Cato, with all due respect, I think Berun is leading you down a rabbit hole.
Of course names are not necessarily reliable indicators of ethnicity. Natives are often renamed by conquerors, or they're adopted by the lower classes after a certain period of time. In the Middle Ages do you know how many people in Italy were named Matilde and Otto and Erminia and on and on? Would anyone seriously suggest they were all or even partly Gothic, or Langobard, or Frank in actuality? Was the German war leader Arminius Roman because he bore a Roman name? How about all those Balkanite boys who wound up in the Ottoman forces, like Barbarossa? Anyone think this half Albanian, half Greek with a formal Turkish name was Italian?
People who emphasize "names" as proof of substantial admixture usually have some ax to grind, and from what I have seen it's usually for the purpose of t-rolling Italians about all their "Levantine" ancestry, as if that's something of which to be ashamed. Of course, not accusing Berun of that at all. It was merely an observation. To digress, I do find it ironic that t-rolls of the first order like Sikeliot (and all his socks) at anthrogenica express shock that some Europeans (not I clearly) might have a problem with having Levantine ancestry when as Portuguese Princess he spent years vehemently arguing that his mother's people, Spaniards, had none of that tainted ancestry while his detested Sicilian father's people were riddled with it.
Ah well, sorry, back to the point at hand.
We have luckily passed beyond the point where we look for answers to names and the contradictory transcribed legends put down by ancient writers. We now have genetics, and the genetics seem to be telling us certain things although it will be a while before we have clarity.
It seems that some time from the late Neolithic to Early Bronze Age, another, slightly different migration came from Anatolia/the Aegean and spread west. I say late Neolithic/Chalcolithic partly from the archaeology, of Sardinia for example, and partly from the Admixture runs based on modern populations so beloved by people. Otzi lived in the Chalcolithic, and yet according to those measures he was about 22% "Caucasus" like. Now, that doesn't mean CHG like, but it does mean a farmer mix with high Iran Neo. Of course, he also had the "dreaded" Southwest Asian, as did the Gok farmers for that matter.
In the Iron Age you have the movement of the Greeks and the Phoenicians west. We know that the Greeks created actual colonies and I don't doubt their genetic impact.

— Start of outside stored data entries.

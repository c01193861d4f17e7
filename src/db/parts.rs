//! Part Store persistence.
//!
//! Parts are keyed by stripped subject; segments by (part, number). Concurrent
//! workers upserting the same subject converge because a segment row, once
//! written, is never replaced.

use crate::types::{Part, Segment};
use crate::{Error, Result};
use chrono::{DateTime, Utc};
use sqlx::{QueryBuilder, Sqlite};

use super::{Database, MAX_BIND_VARIABLES, PartRow, SegmentRow, from_unix, part_state};

const PART_COLUMNS: &str = "id, subject, group_name, poster, posted, total_segments, \
                            binary_id, part_number, state, updated_at";

impl Database {
    /// Merge a chunk of Parts into the store in one transaction
    ///
    /// Existing segment numbers are left untouched (first writer wins); the
    /// part's poster and declared segment count take the newest value and its
    /// post date the earliest. A chunk is atomic; separate chunks are not.
    pub async fn upsert_parts_chunk(&self, parts: &[Part]) -> Result<()> {
        if parts.is_empty() {
            return Ok(());
        }

        // 4 bind variables per segment row
        const SEGMENTS_PER_INSERT: usize = MAX_BIND_VARIABLES / 4;

        let now = Utc::now().timestamp();
        let mut tx = self
            .pool
            .begin()
            .await
            .map_err(|e| Error::query("Failed to begin part upsert", e))?;

        for part in parts {
            let part_id: i64 = sqlx::query_scalar(
                r#"
                INSERT INTO parts (
                    subject, group_name, poster, posted, total_segments, state, created_at, updated_at
                ) VALUES (?, ?, ?, ?, ?, ?, ?, ?)
                ON CONFLICT(subject) DO UPDATE SET
                    poster = excluded.poster,
                    total_segments = excluded.total_segments,
                    posted = MIN(parts.posted, excluded.posted),
                    updated_at = excluded.updated_at
                RETURNING id
                "#,
            )
            .bind(&part.subject)
            .bind(&part.group_name)
            .bind(&part.poster)
            .bind(part.posted.timestamp())
            .bind(i64::from(part.total_segments))
            .bind(part_state::UNASSIGNED)
            .bind(now)
            .bind(now)
            .fetch_one(&mut *tx)
            .await
            .map_err(|e| Error::query(&format!("Failed to upsert part '{}'", part.subject), e))?;

            let segments: Vec<&Segment> = part.segments.values().collect();
            for chunk in segments.chunks(SEGMENTS_PER_INSERT) {
                let mut query_builder: QueryBuilder<Sqlite> = QueryBuilder::new(
                    "INSERT OR IGNORE INTO segments (part_id, number, message_id, bytes) ",
                );
                query_builder.push_values(chunk, |mut b, segment| {
                    b.push_bind(part_id)
                        .push_bind(i64::from(segment.number))
                        .push_bind(&segment.message_id)
                        .push_bind(segment.bytes as i64);
                });
                query_builder
                    .build()
                    .execute(&mut *tx)
                    .await
                    .map_err(|e| Error::query("Failed to insert segments batch", e))?;
            }
        }

        tx.commit()
            .await
            .map_err(|e| Error::query("Failed to commit part upsert", e))?;

        Ok(())
    }

    /// Load a Part with its segments by stripped subject
    pub async fn get_part(&self, subject: &str) -> Result<Option<Part>> {
        let row = sqlx::query_as::<_, PartRow>(&format!(
            "SELECT {} FROM parts WHERE subject = ?",
            PART_COLUMNS
        ))
        .bind(subject)
        .fetch_optional(&self.pool)
        .await
        .map_err(|e| Error::query("Failed to get part", e))?;

        let Some(row) = row else {
            return Ok(None);
        };

        let segments = self.part_segments(row.id).await?;
        Ok(Some(Part {
            subject: row.subject,
            group_name: row.group_name,
            poster: row.poster,
            posted: from_unix(row.posted),
            total_segments: row.total_segments.max(0) as u32,
            segments: segments
                .into_iter()
                .map(|s| {
                    let number = s.number.max(0) as u32;
                    (
                        number,
                        Segment {
                            number,
                            message_id: s.message_id,
                            bytes: s.bytes.max(0) as u64,
                        },
                    )
                })
                .collect(),
        }))
    }

    /// Segments of one part, ordered by number
    pub async fn part_segments(&self, part_id: i64) -> Result<Vec<SegmentRow>> {
        sqlx::query_as::<_, SegmentRow>(
            r#"
            SELECT part_id, number, message_id, bytes
            FROM segments
            WHERE part_id = ?
            ORDER BY number
            "#,
        )
        .bind(part_id)
        .fetch_all(&self.pool)
        .await
        .map_err(|e| Error::query("Failed to load segments", e))
    }

    /// Page through parts waiting for the assembler, ordered by id
    pub async fn unassigned_parts(&self, after_id: i64, limit: i64) -> Result<Vec<PartRow>> {
        sqlx::query_as::<_, PartRow>(&format!(
            "SELECT {} FROM parts WHERE state = ? AND id > ? ORDER BY id LIMIT ?",
            PART_COLUMNS
        ))
        .bind(part_state::UNASSIGNED)
        .bind(after_id)
        .bind(limit)
        .fetch_all(&self.pool)
        .await
        .map_err(|e| Error::query("Failed to list unassigned parts", e))
    }

    /// Mark parts that no rule could name; they wait for a rule reload or the stale sweep
    pub async fn mark_parts_unmatched(&self, ids: &[i64]) -> Result<()> {
        for chunk in ids.chunks(MAX_BIND_VARIABLES - 1) {
            let mut query_builder: QueryBuilder<Sqlite> = QueryBuilder::new("UPDATE parts SET state = ");
            query_builder.push_bind(part_state::UNMATCHED);
            query_builder.push(" WHERE id IN (");
            let mut separated = query_builder.separated(", ");
            for id in chunk {
                separated.push_bind(*id);
            }
            separated.push_unseparated(")");
            query_builder
                .build()
                .execute(&self.pool)
                .await
                .map_err(|e| Error::query("Failed to mark unmatched parts", e))?;
        }
        Ok(())
    }

    /// Return every unmatched part to the assembler's queue, returning how many moved
    pub async fn requeue_unmatched_parts(&self) -> Result<u64> {
        let result = sqlx::query("UPDATE parts SET state = ? WHERE state = ?")
            .bind(part_state::UNASSIGNED)
            .bind(part_state::UNMATCHED)
            .execute(&self.pool)
            .await
            .map_err(|e| Error::query("Failed to requeue unmatched parts", e))?;

        Ok(result.rows_affected())
    }

    /// Delete parts not attached to any Binary whose last segment arrived before `cutoff`
    pub async fn delete_stale_parts(&self, cutoff: DateTime<Utc>) -> Result<u64> {
        let result = sqlx::query("DELETE FROM parts WHERE binary_id IS NULL AND updated_at < ?")
            .bind(cutoff.timestamp())
            .execute(&self.pool)
            .await
            .map_err(|e| Error::query("Failed to delete stale parts", e))?;

        Ok(result.rows_affected())
    }

    /// Count all parts in the store
    pub async fn count_parts(&self) -> Result<i64> {
        sqlx::query_scalar("SELECT COUNT(*) FROM parts")
            .fetch_one(&self.pool)
            .await
            .map_err(|e| Error::query("Failed to count parts", e))
    }
}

The Phoenicians are a bit different, and their impact, depending on the place, might be much smaller. From the Ibiza paper we see that it was a male migration. That makes sense, because as I've said before, the Phoenicians were more like the East India company than like the Greek colonization.
"[FONT="]The Phoenicians were not an agricultural people, because most of the land was not arable; therefore, they focused on commerce and trading instead. They did, however, raise sheep and sold them and their wool."

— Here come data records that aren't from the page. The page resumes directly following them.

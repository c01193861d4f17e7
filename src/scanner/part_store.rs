//! In-memory segment buffer in front of the store

use chrono::{DateTime, Utc};
use std::collections::BTreeMap;
use std::collections::btree_map::Entry;

use crate::Result;
use crate::db::Database;
use crate::merge::Merge;
use crate::types::{Part, Segment};

/// Accumulates segments into Parts and flushes them every `flush_size` segments
///
/// Memory stays bounded by the flush size no matter how large a scan is.
pub struct PartStore<'a> {
    db: &'a Database,
    flush_size: usize,
    pending: BTreeMap<String, Part>,
    pending_segments: usize,
}

impl<'a> PartStore<'a> {
    /// Buffer in front of `db`
    pub fn new(db: &'a Database, flush_size: usize) -> Self {
        Self {
            db,
            flush_size: flush_size.max(1),
            pending: BTreeMap::new(),
            pending_segments: 0,
        }
    }

    /// Add one segment of the Part identified by `subject`
    pub async fn add(
        &mut self,
        subject: String,
        group: &str,
        poster: &str,
        posted: DateTime<Utc>,
        total_segments: u32,
        segment: Segment,
    ) -> Result<()> {
        let part = Part {
            subject,
            group_name: group.to_string(),
            poster: poster.to_string(),
            posted,
            total_segments,
            segments: BTreeMap::from([(segment.number, segment)]),
        };

        match self.pending.entry(part.subject.clone()) {
            Entry::Occupied(mut existing) => existing.get_mut().merge(part),
            Entry::Vacant(slot) => {
                slot.insert(part);
            }
        }
        self.pending_segments += 1;

        if self.pending_segments >= self.flush_size {
            self.flush().await?;
        }
        Ok(())
    }

    /// Persist and evict everything buffered
    pub async fn flush(&mut self) -> Result<()> {
        if self.pending.is_empty() {
            return Ok(());
        }

        let parts: Vec<Part> = std::mem::take(&mut self.pending).into_values().collect();
        self.db.upsert_parts_chunk(&parts).await?;

        tracing::debug!(
            parts = parts.len(),
            segments = self.pending_segments,
            "flushed part store"
        );
        self.pending_segments = 0;
        Ok(())
    }
}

[/FONT]The farms they set up were probably like the farms the Dutch East India company established at Cape Town: meant to supply their own people, the passing ships of their fleet, and for sale. Their mating patterns appear to have been the same as well.
So, was there a genetic "presence" on Ibiza of the Phoenicians? Yes, from that genome, incomplete as it is, it seems there was. It seems to be male mediated, with all "native" female input. Also, for our reading comprehension challenged "friends" at anthrogenica, it is essentially no longer present in the people of Ibiza. Everything depends on the size of the "other" lineages present before, during or after the time of an ancient sample, which I thought was obvious.
Now let's turn to Sardinia. What do all the newest papers tell us? They tell us that the Phoenicians were present in the southwest of the island for quite some time. What do we know from the genetics? We know that the percentage of Iran Neo on the island is exceedingly small, even in the southwest. I would again suggest our "friends" at anthrogenica read some PAPERS, like Chiang et al, which looks not only at the HGDP like people of the Gennargentu, but at the coastal cities. Unless, of course, they think these academics are also Nordicist Italians who have distorted the data?
As for the yDna, there's about 9% of the perhaps relevant "J" lineages, but the J2 at least could have come during the Bronze Age, not necessarily with the Phoenicians.
From Alessio Boatini:
J1-0
J1e-2.4
J2a-6.1
J2a2-1.2
Likewise, what looks like the Near Eastern and North African versions of E are present, for a total of about 7%.
E1b1b1b-1.2
E1b1b1c-6.1
So, why is there, according to Chiang's analysis of even southwestern coastal Sardinians, so little "Iran Neo" like ancestry, or Near Eastern heavy, North Africa heavy ancestry, which is what he's really measuring? I suppose for the same reason that 18% R1b results in so little steppe: not very numerous male mediated migration overwhelmed by "local" dna.
I don't see anything either very difficult or very ambiguous about this.